[[ THE DATA, beginning ]]

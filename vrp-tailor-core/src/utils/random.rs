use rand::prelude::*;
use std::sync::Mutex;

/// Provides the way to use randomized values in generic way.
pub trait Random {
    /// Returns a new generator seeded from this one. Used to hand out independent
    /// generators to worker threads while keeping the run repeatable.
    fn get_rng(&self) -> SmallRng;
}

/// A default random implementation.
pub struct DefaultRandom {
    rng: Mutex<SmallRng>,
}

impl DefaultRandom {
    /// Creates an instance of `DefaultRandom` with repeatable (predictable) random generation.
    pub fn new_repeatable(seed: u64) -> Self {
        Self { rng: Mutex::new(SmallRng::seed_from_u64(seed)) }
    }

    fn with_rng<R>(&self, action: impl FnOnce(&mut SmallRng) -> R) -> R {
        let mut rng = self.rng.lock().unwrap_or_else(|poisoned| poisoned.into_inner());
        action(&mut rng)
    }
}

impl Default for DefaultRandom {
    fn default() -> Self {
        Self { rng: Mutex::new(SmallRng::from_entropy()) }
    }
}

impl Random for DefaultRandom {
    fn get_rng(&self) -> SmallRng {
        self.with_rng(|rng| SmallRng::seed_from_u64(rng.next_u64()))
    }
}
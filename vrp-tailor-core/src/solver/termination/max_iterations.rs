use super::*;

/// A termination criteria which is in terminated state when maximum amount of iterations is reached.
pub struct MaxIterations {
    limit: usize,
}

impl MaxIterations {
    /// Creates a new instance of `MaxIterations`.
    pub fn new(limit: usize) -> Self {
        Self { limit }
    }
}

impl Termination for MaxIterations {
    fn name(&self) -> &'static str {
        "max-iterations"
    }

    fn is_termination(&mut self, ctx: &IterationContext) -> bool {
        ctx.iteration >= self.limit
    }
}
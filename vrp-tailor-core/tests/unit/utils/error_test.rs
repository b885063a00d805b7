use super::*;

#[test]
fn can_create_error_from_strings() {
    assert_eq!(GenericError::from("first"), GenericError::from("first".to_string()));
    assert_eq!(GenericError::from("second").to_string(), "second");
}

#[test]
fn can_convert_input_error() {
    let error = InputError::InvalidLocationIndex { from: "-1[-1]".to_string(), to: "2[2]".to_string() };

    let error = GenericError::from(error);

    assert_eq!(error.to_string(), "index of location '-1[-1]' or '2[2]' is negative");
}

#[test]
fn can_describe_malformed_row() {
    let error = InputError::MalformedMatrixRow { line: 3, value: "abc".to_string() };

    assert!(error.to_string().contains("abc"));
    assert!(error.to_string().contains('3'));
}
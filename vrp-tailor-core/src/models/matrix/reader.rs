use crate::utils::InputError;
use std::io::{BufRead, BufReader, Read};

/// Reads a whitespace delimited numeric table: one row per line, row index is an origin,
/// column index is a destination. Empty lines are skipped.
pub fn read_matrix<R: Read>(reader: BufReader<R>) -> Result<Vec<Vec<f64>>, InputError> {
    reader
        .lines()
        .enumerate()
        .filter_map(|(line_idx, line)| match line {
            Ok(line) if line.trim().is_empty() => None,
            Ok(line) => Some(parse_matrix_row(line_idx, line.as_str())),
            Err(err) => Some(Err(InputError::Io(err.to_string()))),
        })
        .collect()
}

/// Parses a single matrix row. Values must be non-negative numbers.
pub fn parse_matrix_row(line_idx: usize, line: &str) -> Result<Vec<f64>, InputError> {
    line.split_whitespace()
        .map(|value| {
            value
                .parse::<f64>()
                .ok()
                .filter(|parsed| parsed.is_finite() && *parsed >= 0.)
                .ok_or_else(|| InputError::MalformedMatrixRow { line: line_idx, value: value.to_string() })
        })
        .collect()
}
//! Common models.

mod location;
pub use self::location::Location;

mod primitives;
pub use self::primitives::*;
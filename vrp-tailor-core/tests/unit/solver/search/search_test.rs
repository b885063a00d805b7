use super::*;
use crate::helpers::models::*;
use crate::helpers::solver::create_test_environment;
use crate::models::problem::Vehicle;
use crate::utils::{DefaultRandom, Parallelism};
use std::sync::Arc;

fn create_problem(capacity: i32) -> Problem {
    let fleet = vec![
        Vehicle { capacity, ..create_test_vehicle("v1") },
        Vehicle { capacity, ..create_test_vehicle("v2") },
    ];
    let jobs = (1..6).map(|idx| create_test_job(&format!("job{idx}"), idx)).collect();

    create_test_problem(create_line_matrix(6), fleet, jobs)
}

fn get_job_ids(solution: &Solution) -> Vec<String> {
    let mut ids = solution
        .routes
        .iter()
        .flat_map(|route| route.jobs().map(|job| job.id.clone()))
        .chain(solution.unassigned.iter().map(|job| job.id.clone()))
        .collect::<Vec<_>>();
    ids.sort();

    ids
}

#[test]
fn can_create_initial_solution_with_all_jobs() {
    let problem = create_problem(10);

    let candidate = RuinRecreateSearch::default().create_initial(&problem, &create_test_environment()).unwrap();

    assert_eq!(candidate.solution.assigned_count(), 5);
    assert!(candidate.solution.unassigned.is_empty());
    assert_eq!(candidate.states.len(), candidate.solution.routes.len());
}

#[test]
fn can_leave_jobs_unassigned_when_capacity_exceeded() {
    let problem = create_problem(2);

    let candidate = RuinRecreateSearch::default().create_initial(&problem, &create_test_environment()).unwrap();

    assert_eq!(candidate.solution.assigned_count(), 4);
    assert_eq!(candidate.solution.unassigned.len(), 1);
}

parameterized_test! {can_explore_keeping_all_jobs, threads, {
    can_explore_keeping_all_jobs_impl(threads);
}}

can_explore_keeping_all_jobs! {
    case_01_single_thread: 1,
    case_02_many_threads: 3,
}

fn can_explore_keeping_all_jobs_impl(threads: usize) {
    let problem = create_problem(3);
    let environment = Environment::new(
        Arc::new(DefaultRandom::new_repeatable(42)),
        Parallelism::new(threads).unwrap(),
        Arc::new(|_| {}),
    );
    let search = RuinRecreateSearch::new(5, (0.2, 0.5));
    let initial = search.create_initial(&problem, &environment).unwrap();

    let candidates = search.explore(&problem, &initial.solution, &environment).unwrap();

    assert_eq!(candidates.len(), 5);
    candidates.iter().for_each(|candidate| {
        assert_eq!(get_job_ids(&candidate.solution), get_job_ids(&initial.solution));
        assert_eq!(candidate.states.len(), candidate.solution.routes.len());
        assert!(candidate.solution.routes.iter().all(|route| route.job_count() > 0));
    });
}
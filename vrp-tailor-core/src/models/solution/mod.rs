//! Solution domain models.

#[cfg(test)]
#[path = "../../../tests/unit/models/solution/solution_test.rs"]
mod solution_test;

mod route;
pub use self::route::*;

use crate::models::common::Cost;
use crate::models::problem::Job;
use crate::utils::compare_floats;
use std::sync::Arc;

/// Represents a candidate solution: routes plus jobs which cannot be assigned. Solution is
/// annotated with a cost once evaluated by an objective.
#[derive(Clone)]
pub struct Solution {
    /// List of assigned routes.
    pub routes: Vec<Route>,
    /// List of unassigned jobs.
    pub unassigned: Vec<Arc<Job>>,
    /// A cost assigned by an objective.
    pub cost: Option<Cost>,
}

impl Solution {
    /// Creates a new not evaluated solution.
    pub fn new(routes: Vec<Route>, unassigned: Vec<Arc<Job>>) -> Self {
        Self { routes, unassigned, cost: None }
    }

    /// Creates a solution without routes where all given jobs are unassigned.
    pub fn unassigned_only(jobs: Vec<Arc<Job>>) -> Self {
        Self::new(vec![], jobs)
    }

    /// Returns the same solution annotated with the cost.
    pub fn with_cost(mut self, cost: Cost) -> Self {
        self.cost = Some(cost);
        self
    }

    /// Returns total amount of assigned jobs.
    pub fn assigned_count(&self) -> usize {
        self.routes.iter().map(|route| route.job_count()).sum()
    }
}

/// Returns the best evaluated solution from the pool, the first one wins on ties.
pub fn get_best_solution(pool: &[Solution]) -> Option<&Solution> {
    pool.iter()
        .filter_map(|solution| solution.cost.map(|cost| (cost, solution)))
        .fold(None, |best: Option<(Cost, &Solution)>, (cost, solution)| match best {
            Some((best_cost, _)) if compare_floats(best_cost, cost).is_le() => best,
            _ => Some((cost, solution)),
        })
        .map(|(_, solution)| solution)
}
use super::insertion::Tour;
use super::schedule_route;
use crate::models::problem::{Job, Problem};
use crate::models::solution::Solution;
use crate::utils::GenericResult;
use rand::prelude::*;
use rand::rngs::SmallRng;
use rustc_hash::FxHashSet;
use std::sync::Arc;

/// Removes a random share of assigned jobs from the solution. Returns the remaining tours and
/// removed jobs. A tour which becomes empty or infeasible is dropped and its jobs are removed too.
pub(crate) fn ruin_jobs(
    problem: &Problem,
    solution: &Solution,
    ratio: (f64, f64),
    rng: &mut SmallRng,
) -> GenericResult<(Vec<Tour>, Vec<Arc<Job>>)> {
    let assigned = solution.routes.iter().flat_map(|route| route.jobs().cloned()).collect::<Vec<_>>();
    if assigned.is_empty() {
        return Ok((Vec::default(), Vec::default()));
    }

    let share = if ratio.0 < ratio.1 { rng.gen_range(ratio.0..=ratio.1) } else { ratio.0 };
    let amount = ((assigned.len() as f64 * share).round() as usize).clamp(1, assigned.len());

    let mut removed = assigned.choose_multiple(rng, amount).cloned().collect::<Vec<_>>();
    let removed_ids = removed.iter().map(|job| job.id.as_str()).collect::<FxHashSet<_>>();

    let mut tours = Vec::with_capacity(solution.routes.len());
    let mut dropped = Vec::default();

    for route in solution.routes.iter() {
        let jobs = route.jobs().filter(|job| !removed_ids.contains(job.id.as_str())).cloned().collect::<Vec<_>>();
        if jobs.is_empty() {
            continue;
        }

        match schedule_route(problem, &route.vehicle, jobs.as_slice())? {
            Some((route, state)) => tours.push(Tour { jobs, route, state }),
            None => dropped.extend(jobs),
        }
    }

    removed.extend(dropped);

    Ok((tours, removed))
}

[[ THE DATA, end ]]

## TASK STATEMENT
Only the lines above from the one with "pub fn new(limit: usize)" through the one with "filename vrp-tailor-core/src/models/matrix/reader.rs" should be duplicated, character for character.

## OUTPUT FOR THIS EXERCISE
    pub fn new(limit: usize) -> Self {
        Self { limit }
    }
}

impl Termination for MaxIterations {
    fn name(&self) -> &'static str {
        "max-iterations"
    }

    fn is_termination(&mut self, ctx: &IterationContext) -> bool {
        ctx.iteration >= self.limit
    }
}
filename vrp-tailor-core/tests/unit/utils/error_test.rs
repository b885063a00d805b7
use super::*;

#[test]
fn can_create_error_from_strings() {
    assert_eq!(GenericError::from("first"), GenericError::from("first".to_string()));
    assert_eq!(GenericError::from("second").to_string(), "second");
}

#[test]
fn can_convert_input_error() {
    let error = InputError::InvalidLocationIndex { from: "-1[-1]".to_string(), to: "2[2]".to_string() };

    let error = GenericError::from(error);

    assert_eq!(error.to_string(), "index of location '-1[-1]' or '2[2]' is negative");
}

#[test]
fn can_describe_malformed_row() {
    let error = InputError::MalformedMatrixRow { line: 3, value: "abc".to_string() };

    assert!(error.to_string().contains("abc"));
    assert!(error.to_string().contains('3'));
}
filename vrp-tailor-core/src/models/matrix/reader.rs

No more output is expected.